WORK ORDER
Find all the lines in the entries below that hold the word "start" and copy them.

SOURCE RECORDS
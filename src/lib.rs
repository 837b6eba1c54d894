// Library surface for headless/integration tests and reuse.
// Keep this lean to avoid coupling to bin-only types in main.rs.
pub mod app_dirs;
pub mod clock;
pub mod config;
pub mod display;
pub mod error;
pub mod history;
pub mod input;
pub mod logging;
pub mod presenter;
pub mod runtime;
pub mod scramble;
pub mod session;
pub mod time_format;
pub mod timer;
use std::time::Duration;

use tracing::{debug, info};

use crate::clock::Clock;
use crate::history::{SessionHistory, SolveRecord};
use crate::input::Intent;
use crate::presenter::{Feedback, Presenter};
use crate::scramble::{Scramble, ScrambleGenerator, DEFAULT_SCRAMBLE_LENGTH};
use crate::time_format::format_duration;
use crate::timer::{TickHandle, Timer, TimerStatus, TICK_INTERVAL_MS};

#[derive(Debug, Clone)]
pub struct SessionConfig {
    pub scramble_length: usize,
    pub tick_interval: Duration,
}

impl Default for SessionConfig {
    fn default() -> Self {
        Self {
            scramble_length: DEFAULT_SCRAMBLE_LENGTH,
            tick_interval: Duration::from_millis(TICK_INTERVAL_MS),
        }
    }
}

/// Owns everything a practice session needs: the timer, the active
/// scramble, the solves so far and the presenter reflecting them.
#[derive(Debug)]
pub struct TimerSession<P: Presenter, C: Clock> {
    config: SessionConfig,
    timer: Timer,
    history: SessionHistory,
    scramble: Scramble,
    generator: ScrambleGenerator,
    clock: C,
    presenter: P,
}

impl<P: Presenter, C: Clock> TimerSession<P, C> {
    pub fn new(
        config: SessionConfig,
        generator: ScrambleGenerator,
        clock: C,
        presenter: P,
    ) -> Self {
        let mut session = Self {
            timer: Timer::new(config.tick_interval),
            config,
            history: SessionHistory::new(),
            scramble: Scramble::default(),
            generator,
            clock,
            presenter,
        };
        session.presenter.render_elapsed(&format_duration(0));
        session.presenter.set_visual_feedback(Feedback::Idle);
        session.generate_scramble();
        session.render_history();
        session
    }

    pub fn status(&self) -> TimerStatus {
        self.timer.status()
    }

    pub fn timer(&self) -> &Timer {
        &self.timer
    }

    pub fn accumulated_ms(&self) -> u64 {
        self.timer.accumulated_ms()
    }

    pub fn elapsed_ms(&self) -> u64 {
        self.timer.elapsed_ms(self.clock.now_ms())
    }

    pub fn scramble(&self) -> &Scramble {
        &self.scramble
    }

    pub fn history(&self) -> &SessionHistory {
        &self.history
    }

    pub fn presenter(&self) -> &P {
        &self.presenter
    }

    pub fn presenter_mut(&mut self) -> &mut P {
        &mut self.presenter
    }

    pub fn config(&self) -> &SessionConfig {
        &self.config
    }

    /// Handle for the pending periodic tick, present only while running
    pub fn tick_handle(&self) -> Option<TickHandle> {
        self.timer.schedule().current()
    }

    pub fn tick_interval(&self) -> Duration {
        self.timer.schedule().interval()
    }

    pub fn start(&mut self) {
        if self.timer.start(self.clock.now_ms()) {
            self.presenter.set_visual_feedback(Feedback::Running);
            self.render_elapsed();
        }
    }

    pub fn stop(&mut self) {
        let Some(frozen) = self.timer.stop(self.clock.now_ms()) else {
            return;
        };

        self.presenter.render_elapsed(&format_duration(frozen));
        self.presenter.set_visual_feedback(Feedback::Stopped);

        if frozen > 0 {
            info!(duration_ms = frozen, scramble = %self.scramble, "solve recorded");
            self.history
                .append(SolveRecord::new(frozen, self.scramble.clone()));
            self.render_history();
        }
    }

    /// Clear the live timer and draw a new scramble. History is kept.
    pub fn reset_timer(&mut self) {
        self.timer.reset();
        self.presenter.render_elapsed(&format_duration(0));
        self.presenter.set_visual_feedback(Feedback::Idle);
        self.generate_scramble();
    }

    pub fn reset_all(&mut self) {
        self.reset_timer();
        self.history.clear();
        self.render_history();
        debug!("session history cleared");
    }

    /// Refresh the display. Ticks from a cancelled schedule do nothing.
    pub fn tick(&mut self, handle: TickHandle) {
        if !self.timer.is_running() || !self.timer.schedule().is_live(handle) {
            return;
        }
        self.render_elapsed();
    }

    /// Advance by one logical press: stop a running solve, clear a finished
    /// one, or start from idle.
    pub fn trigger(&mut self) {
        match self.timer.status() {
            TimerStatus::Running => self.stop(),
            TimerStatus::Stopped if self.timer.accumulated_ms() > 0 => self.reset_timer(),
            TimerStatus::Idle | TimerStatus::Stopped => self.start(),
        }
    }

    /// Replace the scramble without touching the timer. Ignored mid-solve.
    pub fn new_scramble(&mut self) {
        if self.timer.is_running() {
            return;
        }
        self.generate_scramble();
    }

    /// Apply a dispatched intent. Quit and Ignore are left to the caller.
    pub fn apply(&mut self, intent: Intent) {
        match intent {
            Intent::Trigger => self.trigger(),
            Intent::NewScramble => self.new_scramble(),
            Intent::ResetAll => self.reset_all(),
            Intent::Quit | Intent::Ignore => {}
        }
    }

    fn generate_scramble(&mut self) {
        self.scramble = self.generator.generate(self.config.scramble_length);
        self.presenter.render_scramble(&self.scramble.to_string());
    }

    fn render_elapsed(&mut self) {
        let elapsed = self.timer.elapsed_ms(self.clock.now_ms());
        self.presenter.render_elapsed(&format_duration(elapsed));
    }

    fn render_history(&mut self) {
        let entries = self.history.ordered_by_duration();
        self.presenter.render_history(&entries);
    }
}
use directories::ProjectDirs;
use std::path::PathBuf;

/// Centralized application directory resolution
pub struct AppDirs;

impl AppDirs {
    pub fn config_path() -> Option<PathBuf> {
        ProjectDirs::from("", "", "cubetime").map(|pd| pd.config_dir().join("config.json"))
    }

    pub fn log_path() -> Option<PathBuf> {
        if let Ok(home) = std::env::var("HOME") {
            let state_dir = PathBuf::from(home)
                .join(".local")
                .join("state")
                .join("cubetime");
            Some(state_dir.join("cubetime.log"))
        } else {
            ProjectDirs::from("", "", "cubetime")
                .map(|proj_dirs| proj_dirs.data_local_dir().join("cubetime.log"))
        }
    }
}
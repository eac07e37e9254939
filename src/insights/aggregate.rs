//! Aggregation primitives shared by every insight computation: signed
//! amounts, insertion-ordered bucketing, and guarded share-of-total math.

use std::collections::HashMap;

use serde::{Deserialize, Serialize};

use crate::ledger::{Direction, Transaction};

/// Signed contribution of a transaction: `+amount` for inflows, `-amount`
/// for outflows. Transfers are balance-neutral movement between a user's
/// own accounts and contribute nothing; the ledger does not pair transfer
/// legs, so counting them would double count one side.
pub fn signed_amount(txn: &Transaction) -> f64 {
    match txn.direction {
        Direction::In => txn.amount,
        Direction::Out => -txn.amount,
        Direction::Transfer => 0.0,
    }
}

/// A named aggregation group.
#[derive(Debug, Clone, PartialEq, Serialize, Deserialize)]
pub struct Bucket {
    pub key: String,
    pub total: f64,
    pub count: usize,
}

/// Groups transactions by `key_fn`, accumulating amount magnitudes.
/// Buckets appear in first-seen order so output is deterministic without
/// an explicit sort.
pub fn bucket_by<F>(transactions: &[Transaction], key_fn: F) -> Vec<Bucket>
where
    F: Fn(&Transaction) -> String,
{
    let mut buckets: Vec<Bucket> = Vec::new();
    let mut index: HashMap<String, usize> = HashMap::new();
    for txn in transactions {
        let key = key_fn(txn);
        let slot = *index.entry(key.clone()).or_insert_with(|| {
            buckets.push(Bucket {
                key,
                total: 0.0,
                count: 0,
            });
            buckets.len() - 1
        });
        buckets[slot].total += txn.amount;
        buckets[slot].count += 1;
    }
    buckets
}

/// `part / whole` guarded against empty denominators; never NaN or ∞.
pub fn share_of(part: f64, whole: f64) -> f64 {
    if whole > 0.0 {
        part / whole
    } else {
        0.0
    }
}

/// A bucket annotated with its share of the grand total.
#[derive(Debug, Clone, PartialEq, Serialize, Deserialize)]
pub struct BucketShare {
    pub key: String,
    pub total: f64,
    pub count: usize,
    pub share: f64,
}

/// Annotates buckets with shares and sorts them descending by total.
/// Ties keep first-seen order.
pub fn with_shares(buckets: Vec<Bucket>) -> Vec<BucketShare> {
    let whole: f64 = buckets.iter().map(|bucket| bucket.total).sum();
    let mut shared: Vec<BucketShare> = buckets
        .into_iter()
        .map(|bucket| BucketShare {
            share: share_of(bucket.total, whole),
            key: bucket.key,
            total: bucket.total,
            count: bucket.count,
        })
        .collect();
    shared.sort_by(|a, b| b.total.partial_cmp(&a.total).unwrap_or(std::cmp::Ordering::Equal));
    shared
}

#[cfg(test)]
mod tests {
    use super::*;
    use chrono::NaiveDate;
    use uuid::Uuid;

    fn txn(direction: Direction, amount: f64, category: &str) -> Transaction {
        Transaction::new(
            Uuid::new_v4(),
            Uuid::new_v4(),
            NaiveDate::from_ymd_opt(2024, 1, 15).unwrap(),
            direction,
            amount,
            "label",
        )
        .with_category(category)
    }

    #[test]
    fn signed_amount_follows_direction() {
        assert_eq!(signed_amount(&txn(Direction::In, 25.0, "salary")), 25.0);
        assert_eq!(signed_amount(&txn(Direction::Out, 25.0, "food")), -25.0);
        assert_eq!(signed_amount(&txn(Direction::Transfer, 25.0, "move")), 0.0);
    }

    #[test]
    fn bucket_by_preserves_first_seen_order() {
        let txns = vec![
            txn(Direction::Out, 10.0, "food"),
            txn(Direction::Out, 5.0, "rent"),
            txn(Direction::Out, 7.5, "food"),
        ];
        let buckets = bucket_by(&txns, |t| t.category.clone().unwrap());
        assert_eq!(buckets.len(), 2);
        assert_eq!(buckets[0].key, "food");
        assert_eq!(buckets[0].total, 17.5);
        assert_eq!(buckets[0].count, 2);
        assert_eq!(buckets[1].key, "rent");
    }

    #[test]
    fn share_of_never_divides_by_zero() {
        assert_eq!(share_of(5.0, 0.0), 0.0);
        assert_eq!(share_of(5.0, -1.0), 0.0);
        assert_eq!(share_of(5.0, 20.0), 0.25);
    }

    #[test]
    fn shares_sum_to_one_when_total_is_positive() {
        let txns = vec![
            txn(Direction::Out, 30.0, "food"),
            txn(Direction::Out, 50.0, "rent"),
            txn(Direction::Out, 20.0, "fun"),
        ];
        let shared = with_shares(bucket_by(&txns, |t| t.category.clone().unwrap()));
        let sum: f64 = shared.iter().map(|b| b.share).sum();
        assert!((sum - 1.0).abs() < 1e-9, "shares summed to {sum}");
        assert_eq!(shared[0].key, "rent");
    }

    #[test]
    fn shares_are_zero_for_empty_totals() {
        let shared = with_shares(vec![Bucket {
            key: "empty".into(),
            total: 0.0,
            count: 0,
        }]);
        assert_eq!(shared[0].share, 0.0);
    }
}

OUTPUT
    pub fn start(&mut self) {
        if self.timer.start(self.clock.now_ms()) {
    /// one, or start from idle.
            TimerStatus::Idle | TimerStatus::Stopped => self.start(),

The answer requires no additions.